To find out which one is the most efficient solution, we provide a test-script that evaluates the performance. The first plot depicts runtimes for growing length of the vector runLengths, where the entries are uniformly distributed with maximum length 200. A modification of gnovice's solution is the fastest, with Divakar's solution being second place.
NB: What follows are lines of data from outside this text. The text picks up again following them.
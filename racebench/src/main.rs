fn main() {
    if let Err(e) = racebench::run() {
        eprintln!("error: {:#}", e);
        std::process::exit(1);
    }
}
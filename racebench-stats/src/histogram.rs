//! Outcome Histogram

use fxhash::FxHashMap;

/// Terminal balance -> number of trials that ended there.
///
/// Iteration order of the underlying map is irrelevant; every ordered view
/// goes through [`OutcomeHistogram::top`] or [`OutcomeHistogram::sorted`].
#[derive(Debug, Clone, Default, PartialEq, Eq)]
pub struct OutcomeHistogram {
    counts: FxHashMap<i64, u64>,
}

impl OutcomeHistogram {
    /// Create an empty histogram
    pub fn new() -> Self {
        Self::default()
    }

    /// Record one trial ending at `balance`
    pub fn record(&mut self, balance: i64) {
        *self.counts.entry(balance).or_insert(0) += 1;
    }

    /// Fold another histogram into this one
    pub fn merge(&mut self, other: &OutcomeHistogram) {
        for (&balance, &count) in &other.counts {
            *self.counts.entry(balance).or_insert(0) += count;
        }
    }

    /// Number of trials recorded
    pub fn total(&self) -> u64 {
        self.counts.values().sum()
    }

    /// Trials that ended at exactly `balance`
    pub fn count(&self, balance: i64) -> u64 {
        self.counts.get(&balance).copied().unwrap_or(0)
    }

    /// Number of distinct terminal balances
    pub fn distinct(&self) -> usize {
        self.counts.len()
    }

    /// Whether no trial has been recorded
    pub fn is_empty(&self) -> bool {
        self.counts.is_empty()
    }

    /// Trials whose terminal balance is negative
    pub fn broken_count(&self) -> u64 {
        self.counts
            .iter()
            .filter(|&(&balance, _)| balance < 0)
            .map(|(_, &count)| count)
            .sum()
    }

    /// `broken_count / total`, or 0 for an empty histogram
    pub fn broken_rate(&self) -> f64 {
        let total = self.total();
        if total == 0 {
            return 0.0;
        }
        self.broken_count() as f64 / total as f64
    }

    /// Smallest terminal balance seen
    pub fn min_balance(&self) -> Option<i64> {
        self.counts.keys().min().copied()
    }

    /// Largest terminal balance seen
    pub fn max_balance(&self) -> Option<i64> {
        self.counts.keys().max().copied()
    }

    /// Every outcome, most frequent first; ties by balance ascending
    pub fn sorted(&self) -> Vec<(i64, u64)> {
        let mut entries: Vec<(i64, u64)> = self.counts.iter().map(|(&b, &c)| (b, c)).collect();
        entries.sort_by(|a, b| b.1.cmp(&a.1).then(a.0.cmp(&b.0)));
        entries
    }

    /// The `n` most frequent outcomes
    pub fn top(&self, n: usize) -> Vec<(i64, u64)> {
        let mut entries = self.sorted();
        entries.truncate(n);
        entries
    }
}

impl FromIterator<i64> for OutcomeHistogram {
    fn from_iter<I: IntoIterator<Item = i64>>(iter: I) -> Self {
        let mut histogram = OutcomeHistogram::new();
        for balance in iter {
            histogram.record(balance);
        }
        histogram
    }
}

impl Extend<i64> for OutcomeHistogram {
    fn extend<I: IntoIterator<Item = i64>>(&mut self, iter: I) {
        for balance in iter {
            self.record(balance);
        }
    }
}
#![warn(missing_docs)]
//! racebench CLI Library
//!
//! Command-line driver for both experiments:
//! - `cpu`: prime counting under the sequential, thread-pool and process-pool models
//! - `io`: sleeping tasks under the sequential, thread-pool and cooperative models
//! - `race`: repeated two-withdrawer trials under the unguarded and guarded policies
//!
//! The same binary doubles as the process-pool worker when started with the
//! hidden `--worker` flag.
//!
//! # Example
//!
//! ```ignore
//! fn main() -> anyhow::Result<()> {
//!     racebench_cli::run()
//! }
//! ```

mod config;
mod executor;
mod supervisor;

pub use config::*;
pub use executor::*;
pub use supervisor::*;

use clap::{Parser, Subcommand, ValueEnum};
use racebench_core::{
    HarnessError, PrimeCount, Range, SleepTasks, WithdrawalPolicy, WorkerMain, Workload,
    validate_count,
};
use racebench_report::{OutputFormat, Report, generate_json_report};
use regex::Regex;
use std::path::{Path, PathBuf};
use std::time::Duration;
use tracing::{info, warn};
use tracing_subscriber::EnvFilter;

/// racebench CLI arguments
#[derive(Parser, Debug)]
#[command(name = "racebench")]
#[command(
    author,
    version,
    about = "racebench - execution-model benchmarks and a check-then-act race demonstrator"
)]
pub struct Cli {
    /// Experiment to run
    #[command(subcommand)]
    pub command: Option<Commands>,

    /// Output format: human, json
    #[arg(long, global = true)]
    pub format: Option<String>,

    /// Configuration file (default: racebench.toml found by walking up from the current directory)
    #[arg(long, global = true)]
    pub config: Option<PathBuf>,

    /// Run only execution models whose name matches this regex (the baseline always runs)
    #[arg(long, global = true)]
    pub models: Option<String>,

    /// Verbose output
    #[arg(short, long, global = true)]
    pub verbose: bool,

    /// Internal: Run as worker process (used by the process pool)
    #[arg(long, hide = true)]
    pub worker: bool,
}

/// CLI subcommands
#[derive(Subcommand, Debug)]
pub enum Commands {
    /// CPU-bound benchmark: count primes in [start, end)
    Cpu {
        /// First integer tested
        #[arg(long, allow_negative_numbers = true)]
        start: Option<i64>,
        /// End of the range (exclusive)
        #[arg(long, allow_negative_numbers = true)]
        end: Option<i64>,
        /// Pool size for the parallel models
        #[arg(long, allow_negative_numbers = true)]
        workers: Option<i64>,
        /// Number of chunks; 0 = auto (chunk_multiplier x workers)
        #[arg(long, allow_negative_numbers = true)]
        chunks: Option<i64>,
    },
    /// I/O-bound benchmark: tasks that each block for a fixed delay
    Io {
        /// Number of tasks
        #[arg(long, allow_negative_numbers = true)]
        tasks: Option<i64>,
        /// Blocking interval per task in milliseconds
        #[arg(long = "delay-ms", alias = "delay_ms", allow_negative_numbers = true)]
        delay_ms: Option<f64>,
        /// Pool size for the parallel models
        #[arg(long, allow_negative_numbers = true)]
        workers: Option<i64>,
    },
    /// Race demonstrator: two concurrent withdrawals per trial
    Race {
        /// Trials per policy
        #[arg(long, allow_negative_numbers = true)]
        trials: Option<i64>,
        /// Which policies to run
        #[arg(long, value_enum, default_value_t = RaceMode::Both)]
        mode: RaceMode,
        /// Starting balance in subunits
        #[arg(long, allow_negative_numbers = true)]
        start_balance: Option<i64>,
        /// Amount each withdrawer asks for, in subunits
        #[arg(long, allow_negative_numbers = true)]
        withdraw: Option<i64>,
        /// Trials run concurrently
        #[arg(long, allow_negative_numbers = true)]
        jobs: Option<i64>,
        /// Hide the progress bar
        #[arg(long)]
        no_progress: bool,
    },
    /// Print a default racebench.toml
    Init,
}

/// Policy selection for the race demonstrator
#[derive(Debug, Clone, Copy, PartialEq, Eq, ValueEnum)]
pub enum RaceMode {
    /// Unguarded only
    Unguarded,
    /// Guarded only
    Guarded,
    /// Unguarded, then guarded
    Both,
}

impl RaceMode {
    /// Policies to run, in order
    pub fn policies(self) -> Vec<WithdrawalPolicy> {
        match self {
            RaceMode::Unguarded => vec![WithdrawalPolicy::Unguarded],
            RaceMode::Guarded => vec![WithdrawalPolicy::Guarded],
            RaceMode::Both => WithdrawalPolicy::ALL.to_vec(),
        }
    }
}

/// Run the racebench CLI with the process arguments.
pub fn run() -> anyhow::Result<()> {
    let cli = Cli::parse();
    run_with_cli(cli)
}

/// Run the racebench CLI with pre-parsed arguments.
pub fn run_with_cli(cli: Cli) -> anyhow::Result<()> {
    // Handle worker mode first (before any other initialization)
    if cli.worker {
        return run_worker_mode();
    }

    init_tracing(cli.verbose);

    let config = load_config(cli.config.as_deref())?;
    let format: OutputFormat = cli
        .format
        .as_deref()
        .unwrap_or(&config.output.format)
        .parse()
        .map_err(anyhow::Error::msg)?;

    match cli.command {
        Some(Commands::Cpu {
            start,
            end,
            workers,
            chunks,
        }) => {
            let workers = resolve_workers(workers.or(config.benchmark.workers))?;
            let range = Range::new(
                start.unwrap_or(config.cpu.start),
                end.unwrap_or(config.cpu.end),
            )?;
            let chunks = resolve_chunks(chunks.unwrap_or(0), workers, &config)?;
            let params = BenchmarkParams {
                workload: PrimeCount.name().to_string(),
                range,
                workers,
                chunks,
                delay: None,
            };
            let models = select_models(cli.models.as_deref(), &["single", "threads", "processes"])?;
            run_benchmark(&params, &PrimeCount, models, format)
        }
        Some(Commands::Io {
            tasks,
            delay_ms,
            workers,
        }) => {
            let tasks = validate_count("tasks", tasks.unwrap_or(config.io.tasks))?;
            let workers = validate_count("workers", workers.unwrap_or(config.io.workers))?;
            let delay = match delay_ms {
                Some(ms) => delay_from_millis(ms)?,
                None => RacebenchConfig::parse_duration(&config.io.delay)?,
            };
            let range = Range::new(0, tasks as i64)?;
            // One chunk per task.
            let params = BenchmarkParams {
                workload: "sleep-tasks".to_string(),
                range,
                workers,
                chunks: tasks,
                delay: Some(delay),
            };
            let models =
                select_models(cli.models.as_deref(), &["single", "threads", "cooperative"])?;
            run_benchmark(&params, &SleepTasks::new(delay), models, format)
        }
        Some(Commands::Race {
            trials,
            mode,
            start_balance,
            withdraw,
            jobs,
            no_progress,
        }) => {
            let trial_config = TrialConfig::new(
                trials.unwrap_or(config.race.trials),
                start_balance.unwrap_or(config.race.start_balance),
                withdraw.unwrap_or(config.race.withdraw_amount),
            )?
            .with_jobs(jobs.unwrap_or(config.race.jobs))?;
            let show_progress =
                config.race.progress && !no_progress && format == OutputFormat::Human;
            run_race(&trial_config, mode, show_progress, &config.race, format)
        }
        Some(Commands::Init) => {
            print!("{}", RacebenchConfig::default_toml());
            Ok(())
        }
        None => Err(anyhow::anyhow!(
            "no command given; try `racebench --help`"
        )),
    }
}

/// Run as a worker process (IPC mode)
fn run_worker_mode() -> anyhow::Result<()> {
    let mut worker = WorkerMain::new();
    worker
        .run()
        .map_err(|e| anyhow::anyhow!("Worker error: {}", e))
}

/// Logs go to stderr so stdout carries only the report
fn init_tracing(verbose: bool) {
    let default = if verbose {
        "racebench=debug"
    } else {
        "racebench=info"
    };
    let filter = EnvFilter::try_from_default_env().unwrap_or_else(|_| EnvFilter::new(default));
    let _ = tracing_subscriber::fmt()
        .with_env_filter(filter)
        .with_writer(std::io::stderr)
        .try_init();
}

fn load_config(explicit: Option<&Path>) -> anyhow::Result<RacebenchConfig> {
    if let Some(path) = explicit {
        info!(path = %path.display(), "loading configuration");
        return RacebenchConfig::load(path)
            .map_err(|e| anyhow::anyhow!("Failed to load {}: {}", path.display(), e));
    }
    match RacebenchConfig::discover()? {
        Some((path, config)) => {
            info!(path = %path.display(), "discovered configuration");
            Ok(config)
        }
        None => Ok(RacebenchConfig::default()),
    }
}

/// Non-negative, finite and representable as a `Duration`
fn delay_from_millis(ms: f64) -> Result<Duration, HarnessError> {
    Duration::try_from_secs_f64(ms / 1_000.0).map_err(|e| {
        HarnessError::InvalidArgument(format!(
            "delay must be a non-negative number of milliseconds (got {}): {}",
            ms, e
        ))
    })
}

fn resolve_workers(workers: Option<i64>) -> Result<usize, HarnessError> {
    match workers {
        Some(n) => validate_count("workers", n),
        None => Ok(num_cpus() as usize),
    }
}

/// `0` selects `chunk_multiplier × workers`; negative counts are rejected
fn resolve_chunks(
    chunks: i64,
    workers: usize,
    config: &RacebenchConfig,
) -> Result<usize, HarnessError> {
    if chunks != 0 {
        return validate_count("chunks", chunks);
    }
    let multiplier = validate_count("chunk_multiplier", config.benchmark.chunk_multiplier)?;
    multiplier.checked_mul(workers).ok_or_else(|| {
        HarnessError::InvalidArgument(format!(
            "auto chunk count overflows ({} x {})",
            multiplier, workers
        ))
    })
}

/// Models named in `defaults`, or every model matching `pattern`; the baseline is always kept
fn select_models(
    pattern: Option<&str>,
    defaults: &[&str],
) -> anyhow::Result<Vec<Box<dyn ExecutionModel>>> {
    let filter = pattern
        .map(Regex::new)
        .transpose()
        .map_err(|e| HarnessError::InvalidArgument(format!("invalid --models pattern: {}", e)))?;

    Ok(all_models(None)
        .into_iter()
        .filter(|m| {
            m.is_baseline()
                || match &filter {
                    Some(re) => re.is_match(m.name()),
                    None => defaults.contains(&m.name()),
                }
        })
        .collect())
}

fn run_benchmark(
    params: &BenchmarkParams,
    workload: &dyn Workload,
    models: Vec<Box<dyn ExecutionModel>>,
    format: OutputFormat,
) -> anyhow::Result<()> {
    let runner = BenchmarkRunner::new(params.workers, params.chunks).with_models(models);
    info!(models = ?runner.model_names(), "selected execution models");

    let outcome = runner.run(params.range, workload)?;

    let mut report = Report::new(build_report_meta());
    report.benchmark = Some(build_benchmark_section(params, &outcome));
    emit(&report, format)
}
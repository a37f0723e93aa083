//! Supervisor Process
//!
//! Spawns worker processes for the process-pool model and drives them over
//! the fd 3/4 pipe pair. Each worker is a re-execution of a racebench binary
//! with `--worker`; chunks go down the command pipe and values come back up
//! the message pipe. Nothing else is shared with the worker.
//!
//! Pipe ends are created close-on-exec and above fd 4, so a worker inherits
//! exactly its own two ends on fd 3 and 4 even while sibling workers are
//! being spawned from other coordinator threads.

use racebench_core::{Chunk, HarnessError};
use racebench_ipc::{
    CoordinatorCommand, FailureKind, FrameError, FrameReceiver, FrameSender, IPC_FD_ENV,
    PROTOCOL_VERSION, WORKER_FLAG, WorkerCapabilities, WorkerMessage, WorkloadSpec,
};
use rayon::ThreadPoolBuilder;
use rayon::prelude::*;
use std::io;
use std::os::unix::io::{FromRawFd, RawFd};
use std::os::unix::process::CommandExt;
use std::path::{Path, PathBuf};
use std::process::{Child, Command, Stdio};
use std::time::Duration;
use thiserror::Error;
use tracing::debug;

/// Failures talking to a worker process
#[derive(Debug, Error)]
pub enum SupervisorError {
    #[error("Failed to spawn worker: {0}")]
    SpawnFailed(#[from] io::Error),

    #[error("IPC error: {0}")]
    IpcError(String),

    #[error("Worker crashed: {0}")]
    WorkerCrashed(String),

    #[error("Worker protocol error: expected {expected}, got {got}")]
    ProtocolError { expected: String, got: String },
}

impl From<FrameError> for SupervisorError {
    fn from(e: FrameError) -> Self {
        match e {
            FrameError::Closed | FrameError::Truncated { .. } => {
                SupervisorError::WorkerCrashed(format!("Worker closed its pipe ({})", e))
            }
            other => SupervisorError::IpcError(other.to_string()),
        }
    }
}

/// Reply to one `Evaluate` command
#[derive(Debug, Clone, PartialEq)]
pub enum ChunkOutcome {
    /// The worker evaluated the chunk
    Complete { value: u64, duration: Duration },
    /// The workload failed or panicked inside the worker
    Failed { kind: FailureKind, message: String },
}

/// Lowest descriptor a pipe end may occupy; 3 and 4 are the worker's IPC slots
const FIRST_FREE_FD: RawFd = 5;

#[cfg(any(
    target_os = "linux",
    target_os = "android",
    target_os = "freebsd",
    target_os = "netbsd",
    target_os = "openbsd",
    target_os = "dragonfly"
))]
fn open_cloexec_pipe(fds: &mut [RawFd; 2]) -> io::Result<()> {
    if unsafe { libc::pipe2(fds.as_mut_ptr(), libc::O_CLOEXEC) } != 0 {
        return Err(io::Error::last_os_error());
    }
    Ok(())
}

// No pipe2 here; a fork between pipe() and fcntl() can still inherit the ends.
#[cfg(not(any(
    target_os = "linux",
    target_os = "android",
    target_os = "freebsd",
    target_os = "netbsd",
    target_os = "openbsd",
    target_os = "dragonfly"
)))]
fn open_cloexec_pipe(fds: &mut [RawFd; 2]) -> io::Result<()> {
    if unsafe { libc::pipe(fds.as_mut_ptr()) } != 0 {
        return Err(io::Error::last_os_error());
    }
    for &fd in fds.iter() {
        unsafe {
            let flags = libc::fcntl(fd, libc::F_GETFD);
            libc::fcntl(fd, libc::F_SETFD, flags | libc::FD_CLOEXEC);
        }
    }
    Ok(())
}

/// Move `fd` to the lowest free descriptor `>= FIRST_FREE_FD`, closing the original
fn raise_fd(fd: RawFd) -> io::Result<RawFd> {
    if fd >= FIRST_FREE_FD {
        return Ok(fd);
    }
    let raised = unsafe { libc::fcntl(fd, libc::F_DUPFD_CLOEXEC, FIRST_FREE_FD) };
    let result = if raised == -1 {
        Err(io::Error::last_os_error())
    } else {
        Ok(raised)
    };
    close_fd(fd);
    result
}

/// Create a close-on-exec pipe, returning (read_fd, write_fd), both `>= FIRST_FREE_FD`.
///
/// A fresh process has fd 3 and 4 free, so `pipe` hands them out; left
/// there, the child's `dup2` onto 3/4 would clobber its own pipe ends.
fn create_pipe() -> io::Result<(RawFd, RawFd)> {
    let mut fds = [0 as RawFd; 2];
    open_cloexec_pipe(&mut fds)?;

    let read_fd = match raise_fd(fds[0]) {
        Ok(fd) => fd,
        Err(e) => {
            close_fd(fds[1]);
            return Err(e);
        }
    };
    let write_fd = match raise_fd(fds[1]) {
        Ok(fd) => fd,
        Err(e) => {
            close_fd(read_fd);
            return Err(e);
        }
    };
    Ok((read_fd, write_fd))
}

fn close_fd(fd: RawFd) {
    unsafe {
        libc::close(fd);
    }
}

fn send_sigterm(pid: u32) -> io::Result<()> {
    let ret = unsafe { libc::kill(pid as libc::pid_t, libc::SIGTERM) };
    if ret == -1 {
        Err(io::Error::last_os_error())
    } else {
        Ok(())
    }
}

/// Worker process handle
pub struct WorkerHandle {
    child: Child,
    replies: FrameReceiver<std::fs::File, WorkerMessage>,
    commands: FrameSender<std::fs::File, CoordinatorCommand>,
    capabilities: Option<WorkerCapabilities>,
}

impl WorkerHandle {
    /// Spawn a worker from `binary`, wait for its hello and check the protocol version.
    pub fn spawn(binary: &Path) -> Result<Self, SupervisorError> {
        // cmd_pipe: coordinator writes commands → worker reads from fd 3
        let (cmd_read, cmd_write) = create_pipe()?;
        // msg_pipe: worker writes messages from fd 4 → coordinator reads
        let (msg_read, msg_write) = match create_pipe() {
            Ok(fds) => fds,
            Err(e) => {
                close_fd(cmd_read);
                close_fd(cmd_write);
                return Err(SupervisorError::SpawnFailed(e));
            }
        };

        let mut command = Command::new(binary);
        command
            .arg(WORKER_FLAG)
            .env(IPC_FD_ENV, "3,4")
            .stdin(Stdio::null())
            .stdout(Stdio::null())
            .stderr(Stdio::inherit());

        // Both ends sit above fd 4, so neither dup2 can land on the other.
        // The copies on 3 and 4 lose FD_CLOEXEC; every other end closes on exec.
        unsafe {
            command.pre_exec(move || {
                if libc::dup2(cmd_read, 3) == -1 || libc::dup2(msg_write, 4) == -1 {
                    return Err(io::Error::last_os_error());
                }
                Ok(())
            });
        }

        let child = match command.spawn() {
            Ok(c) => c,
            Err(e) => {
                close_fd(cmd_read);
                close_fd(cmd_write);
                close_fd(msg_read);
                close_fd(msg_write);
                return Err(SupervisorError::SpawnFailed(e));
            }
        };

        close_fd(cmd_read);
        close_fd(msg_write);

        let writer_file = unsafe { std::fs::File::from_raw_fd(cmd_write) };
        let reader_file = unsafe { std::fs::File::from_raw_fd(msg_read) };

        let mut handle = Self {
            child,
            replies: FrameReceiver::new(reader_file),
            commands: FrameSender::new(writer_file),
            capabilities: None,
        };

        handle.wait_for_hello()?;
        debug!(pid = handle.child.id(), "worker ready");
        Ok(handle)
    }

    fn wait_for_hello(&mut self) -> Result<(), SupervisorError> {
        let msg = self.replies.recv()?;

        match msg {
            WorkerMessage::Hello(caps) => {
                if caps.protocol_version != PROTOCOL_VERSION {
                    return Err(SupervisorError::ProtocolError {
                        expected: format!("protocol version {}", PROTOCOL_VERSION),
                        got: format!("protocol version {}", caps.protocol_version),
                    });
                }
                self.capabilities = Some(caps);
                Ok(())
            }
            other => Err(SupervisorError::ProtocolError {
                expected: "Hello".to_string(),
                got: format!("{:?}", other),
            }),
        }
    }

    /// Capabilities the worker advertised
    pub fn capabilities(&self) -> Option<&WorkerCapabilities> {
        self.capabilities.as_ref()
    }

    /// Evaluate one chunk; blocks until the worker replies
    pub fn evaluate(
        &mut self,
        chunk_index: u32,
        chunk: Chunk,
        workload: WorkloadSpec,
    ) -> Result<ChunkOutcome, SupervisorError> {
        self.commands.send(&CoordinatorCommand::Evaluate {
            chunk_index,
            chunk: chunk.into(),
            workload,
        })?;

        let msg = match self.replies.recv() {
            Ok(msg) => msg,
            Err(e) => {
                if !self.is_alive() {
                    return Err(SupervisorError::WorkerCrashed(format!(
                        "Worker exited while evaluating chunk {}",
                        chunk
                    )));
                }
                return Err(e.into());
            }
        };

        match msg {
            WorkerMessage::ChunkComplete {
                chunk_index: got,
                value,
                duration_nanos,
            } if got == chunk_index => Ok(ChunkOutcome::Complete {
                value,
                duration: Duration::from_nanos(duration_nanos),
            }),
            WorkerMessage::ChunkFailed {
                chunk_index: got,
                kind,
                message,
            } if got == chunk_index => Ok(ChunkOutcome::Failed { kind, message }),
            other => Err(SupervisorError::ProtocolError {
                expected: format!("reply for chunk {}", chunk_index),
                got: format!("{:?}", other),
            }),
        }
    }

    /// Shutdown the worker gracefully
    pub fn shutdown(mut self) -> Result<(), SupervisorError> {
        self.commands.send(&CoordinatorCommand::Shutdown)?;
        let _ = self.child.wait();
        Ok(())
    }

    /// OS process id of the worker
    pub fn pid(&self) -> u32 {
        self.child.id()
    }

    /// Check if worker process is still running
    pub fn is_alive(&mut self) -> bool {
        matches!(self.child.try_wait(), Ok(None))
    }
}

impl Drop for WorkerHandle {
    fn drop(&mut self) {
        if self.is_alive() {
            // SIGTERM first, brief wait, then SIGKILL
            let _ = send_sigterm(self.child.id());
            std::thread::sleep(Duration::from_millis(50));
            if self.is_alive() {
                let _ = self.child.kill();
            }
            let _ = self.child.wait();
        }
    }
}

/// Pool of persistent worker processes evaluating chunks of one workload
pub struct ProcessPool {
    binary: PathBuf,
    num_workers: usize,
}

impl ProcessPool {
    /// Pool of up to `num_workers` workers spawned from `binary`
    pub fn new(binary: impl Into<PathBuf>, num_workers: usize) -> Self {
        Self {
            binary: binary.into(),
            num_workers: num_workers.max(1),
        }
    }

    /// Evaluate every chunk and return the values in chunk order.
    ///
    /// Chunks are sharded round-robin across `min(num_workers, chunks)`
    /// workers. Any failed chunk fails the whole call.
    pub fn evaluate(&self, chunks: &[Chunk], workload: WorkloadSpec) -> Result<Vec<u64>, HarnessError> {
        if chunks.is_empty() {
            return Ok(Vec::new());
        }
        if u32::try_from(chunks.len()).is_err() {
            return Err(HarnessError::InvalidArgument(format!(
                "too many chunks for the process pool ({})",
                chunks.len()
            )));
        }

        let worker_count = self.num_workers.min(chunks.len());
        let mut shards: Vec<Vec<(u32, Chunk)>> = vec![Vec::new(); worker_count];
        for (index, &chunk) in chunks.iter().enumerate() {
            shards[index % worker_count].push((index as u32, chunk));
        }

        let pool = ThreadPoolBuilder::new()
            .num_threads(worker_count)
            .thread_name(|i| format!("racebench-coord-{}", i))
            .build()
            .map_err(|e| HarnessError::Pool(format!("Failed to build coordinator pool: {}", e)))?;

        let shard_results: Vec<Result<Vec<(u32, u64)>, HarnessError>> = pool.install(|| {
            shards
                .into_par_iter()
                .map(|shard| self.run_shard(&shard, workload))
                .collect()
        });

        let mut indexed = Vec::with_capacity(chunks.len());
        for result in shard_results {
            indexed.extend(result?);
        }
        indexed.sort_by_key(|(index, _)| *index);

        if indexed.len() != chunks.len() {
            return Err(HarnessError::Pool(format!(
                "Internal error: expected {} results, got {}",
                chunks.len(),
                indexed.len()
            )));
        }

        Ok(indexed.into_iter().map(|(_, value)| value).collect())
    }

    fn run_shard(
        &self,
        shard: &[(u32, Chunk)],
        workload: WorkloadSpec,
    ) -> Result<Vec<(u32, u64)>, HarnessError> {
        let mut worker = WorkerHandle::spawn(&self.binary)
            .map_err(|e| HarnessError::Pool(format!("{} ({})", e, self.binary.display())))?;

        let mut results = Vec::with_capacity(shard.len());
        for &(index, chunk) in shard {
            match worker.evaluate(index, chunk, workload) {
                Ok(ChunkOutcome::Complete { value, duration }) => {
                    debug!(chunk = %chunk, value, ?duration, "chunk complete");
                    results.push((index, value));
                }
                Ok(ChunkOutcome::Failed { kind, message }) => {
                    let _ = worker.shutdown();
                    return Err(chunk_failure(chunk, kind, message));
                }
                // The worker is dropped (and killed) on the way out.
                Err(e) => return Err(HarnessError::workload_failure(chunk, e.to_string())),
            }
        }

        let _ = worker.shutdown();
        Ok(results)
    }
}

/// `WorkloadFailure` for a `ChunkFailed` reply, worded like in-process failures
fn chunk_failure(chunk: Chunk, kind: FailureKind, message: String) -> HarnessError {
    let message = match kind {
        FailureKind::Panic => format!("panicked: {}", message),
        FailureKind::Workload => message,
    };
    HarnessError::workload_failure(chunk, message)
}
Speed comparison

This second plot uses nearly the same test data except it includes an initial run of length 2000. This mostly affects both bsxfun solutions, whereas the other solutions will perform quite similarly.

Speed comparison

The tests suggest that a modification of gnovice's original answer will be the most performant.


If you want to do the speed comparison yourself, here's the code used to generate the plot above.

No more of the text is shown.